Before you begin to trade on the Forex it is vital that you take the time to study the currency markets and that you begin your Forex trading with a very clear philosophy and a definite strategy. Then, once you begin trading it is equally vital that you manage your trading funds with the greatest of care.

In addition to knowing which currencies you should trade and being able to recognize entry and exit signals to trading, the successful foreign currency trader must be able to manage his financial resources and to incorporate sound money management into any trading plan.

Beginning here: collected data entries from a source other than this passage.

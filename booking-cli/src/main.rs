//! Booking CLI
//!
//! Command-line interface for the reservation API, plus helpers for driving
//! the webhook and the chat notifier during local development.

use anyhow::Result;
use chrono::{FixedOffset, SecondsFormat, Utc};
use clap::{Parser, Subcommand};
use serde_json::{Value, json};

use booking_client::BookingClient;
use booking_hex::outbound::SlackNotifier;
use booking_hex::service::{booking_start, confirmation_notification};
use booking_repo::security::signature_header;
use booking_types::domain::CHECKOUT_SESSION_COMPLETED;
use booking_types::domain::event::keys;
use booking_types::{
    Currency, Money, Notifier, ServiceCatalog, ServiceId, User,
};

#[derive(Parser)]
#[command(name = "booking")]
#[command(author, version, about = "Reservation API CLI client", long_about = None)]
struct Cli {
    /// Base URL of the reservation API
    #[arg(long, env = "BOOKING_API_URL", default_value = "http://localhost:3000")]
    api_url: String,

    /// Session token for authenticated routes
    #[arg(long, env = "BOOKING_SESSION_TOKEN")]
    token: Option<String>,

    #[command(subcommand)]
    command: Commands,
}

#[derive(Subcommand)]
enum Commands {
    /// Check API health
    Health,
    /// List bookable services
    Services,
    /// Start a hosted checkout and print the redirect URL
    Checkout {
        /// Service id (cut, color, spa)
        #[arg(long)]
        service: String,
        /// Date, YYYY-MM-DD
        #[arg(long)]
        date: String,
        /// Time, HH:MM
        #[arg(long)]
        time: String,
    },
    /// List all reservations (admin)
    Reservations,
    /// List failed webhook events (admin)
    DeadLetters {
        #[arg(long, default_value = "50")]
        limit: i64,
    },
    /// Payment event helpers
    Event {
        #[command(subcommand)]
        action: EventCommands,
    },
    /// Send a sample confirmation to the chat webhook
    SlackTest {
        #[arg(long, env = "SLACK_WEBHOOK_URL")]
        webhook_url: String,
        #[arg(long, default_value = "Test Customer")]
        name: String,
        #[arg(long, default_value = "test@example.com")]
        email: String,
        #[arg(long, default_value = "cut")]
        service: String,
        #[arg(long, default_value = "2024-06-01")]
        date: String,
        #[arg(long, default_value = "14:00")]
        time: String,
        #[arg(long, env = "BOOKING_UTC_OFFSET", default_value = "+00:00")]
        offset: FixedOffset,
        #[arg(long, env = "CHECKOUT_CURRENCY", default_value = "jpy")]
        currency: Currency,
    },
}

#[derive(Subcommand)]
enum EventCommands {
    /// Post a completed-checkout event to the webhook endpoint
    Simulate {
        #[arg(long)]
        user: String,
        #[arg(long, default_value = "cut")]
        service: String,
        #[arg(long)]
        date: String,
        #[arg(long)]
        time: String,
        #[arg(long, env = "BOOKING_UTC_OFFSET", default_value = "+00:00")]
        offset: FixedOffset,
        /// Checkout session id; generated when omitted
        #[arg(long)]
        session_id: Option<String>,
        /// Amount paid in minor units; defaults to the service price
        #[arg(long)]
        amount: Option<i64>,
        #[arg(long, env = "CHECKOUT_CURRENCY", default_value = "jpy")]
        currency: Currency,
        /// Signs the body when set
        #[arg(long, env = "STRIPE_WEBHOOK_SECRET")]
        secret: Option<String>,
        /// Print the event instead of sending it
        #[arg(long)]
        dry_run: bool,
    },
}

/// Parameters of a simulated completed checkout.
struct SimulatedCheckout<'a> {
    session_id: &'a str,
    user: &'a str,
    service: &'a str,
    date: &'a str,
    time: &'a str,
    offset: FixedOffset,
    amount: Option<i64>,
    currency: Currency,
}

/// Builds a completed-checkout event the way the payment provider would send it.
fn simulated_event(checkout: &SimulatedCheckout<'_>) -> Result<Value> {
    let catalog = ServiceCatalog::default();
    let service = catalog
        .get(&ServiceId::new(checkout.service))
        .ok_or_else(|| anyhow::anyhow!("Unknown service: {}", checkout.service))?;
    let start = booking_start(checkout.date, checkout.time, checkout.offset)?;

    Ok(json!({
        "id": format!("evt_{}", uuid::Uuid::new_v4().simple()),
        "type": CHECKOUT_SESSION_COMPLETED,
        "data": {
            "object": {
                "id": checkout.session_id,
                "amount_total": checkout.amount.unwrap_or(service.price),
                "currency": checkout.currency.provider_code(),
                "metadata": {
                    (keys::USER_ID): checkout.user,
                    (keys::SERVICE_ID): service.id.as_str(),
                    (keys::RESERVATION_DATE): start.to_rfc3339_opts(SecondsFormat::Millis, true),
                    (keys::SERVICE_DURATION): service.duration.to_string(),
                },
            }
        }
    }))
}

#[tokio::main]
async fn main() -> Result<()> {
    dotenvy::dotenv().ok();

    let cli = Cli::parse();

    let mut client = BookingClient::new(&cli.api_url);
    if let Some(token) = cli.token {
        client = client.with_token(token);
    }

    match cli.command {
        Commands::Health => {
            let healthy = client.health().await?;
            if healthy {
                println!("✓ API is healthy");
            } else {
                println!("✗ API is not healthy");
                std::process::exit(1);
            }
        }

        Commands::Services => {
            let services = client.list_services().await?;
            println!("{}", serde_json::to_string_pretty(&services)?);
        }

        Commands::Checkout {
            service,
            date,
            time,
        } => {
            let session = client.create_checkout(&service, &date, &time).await?;
            println!("{}", serde_json::to_string_pretty(&session)?);
        }

        Commands::Reservations => {
            let reservations = client.list_reservations().await?;
            println!("{}", serde_json::to_string_pretty(&reservations)?);
        }

        Commands::DeadLetters { limit } => {
            let letters = client.list_dead_letters(limit).await?;
            println!("{}", serde_json::to_string_pretty(&letters)?);
        }

        Commands::Event { action } => match action {
            EventCommands::Simulate {
                user,
                service,
                date,
                time,
                offset,
                session_id,
                amount,
                currency,
                secret,
                dry_run,
            } => {
                let session_id = session_id
                    .unwrap_or_else(|| format!("cs_test_{}", uuid::Uuid::new_v4().simple()));
                let event = simulated_event(&SimulatedCheckout {
                    session_id: &session_id,
                    user: &user,
                    service: &service,
                    date: &date,
                    time: &time,
                    offset,
                    amount,
                    currency,
                })?;
                let body = serde_json::to_string(&event)?;

                if dry_run {
                    println!("{}", serde_json::to_string_pretty(&event)?);
                    return Ok(());
                }

                let signature = secret
                    .map(|s| signature_header(body.as_bytes(), Utc::now().timestamp(), &s));
                let ack = client.send_event(body, signature.as_deref()).await?;
                println!("✓ Event for {} delivered: {}", session_id, serde_json::to_string(&ack)?);
            }
        },

        Commands::SlackTest {
            webhook_url,
            name,
            email,
            service,
            date,
            time,
            offset,
            currency,
        } => {
            let catalog = ServiceCatalog::default();
            let service = catalog
                .get(&ServiceId::new(service.as_str()))
                .ok_or_else(|| anyhow::anyhow!("Unknown service: {}", service))?;
            let start = booking_start(&date, &time, offset)?;
            let user = User::new("slack-test", Some(name), email);
            let amount = Money::new(service.price, currency)?;

            let notification = confirmation_notification(&user, &service.name, start, amount, offset);
            SlackNotifier::new(&webhook_url)?.send(&notification).await?;
            println!("✓ Test notification sent");
        }
    }

    Ok(())
}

There are a number of different strategies that can be applied when it comes to money management, but the majority of them will require you to keep a track of your core equity. Your core equity is the sum that you begin trading with less the money that you have in any open positions. In other words, if you begin trading with $15,000 and have $1,500 in open positions then your core equity is $13,500.

As a general rule, when starting out you should try to limit your risk to no more than 1% to 3% of every. Thus if you are trading a standard Forex lot of $100,000 you should keep your risk to $1,000 to $3,000 and, to keep yourself safe, should probably start at just $1,000. This can be achieved by placing a stop loss order 100 pips (where 1 pip = $10) above or below the position at you enter a trade.

Naturally over time your core equity will rise or fall and you can simply adjust the dollar amount of your risk. Looking at our example above, with a starting balance of $15,000 and one open position, your core equity is $13,500. If you then add a second position, your core equity will drop to $12,000 and you should limit your risk accordingly.

Using the same principal, as your core equity increases rises, you can also raise your level of risk. Consequently, if trading is going in your favor and you have made a profit of $5,000 your core equity is now $20,000 and you could raise your risk to $2,000 per transaction. Alternatively, you might also decide that you are going to risk more from any profit made than you are prepared to risk from your original starting capital. You might, as an example, risk up to 5% of any realized profits ($5,000 on a standard $100,000 lot) giving yourself a greater profit potential.

The secret to succeeding in foreign currency trading relies on many factors and one very important part of your trading strategy lies in your ability to manage and control the money that is available for trading.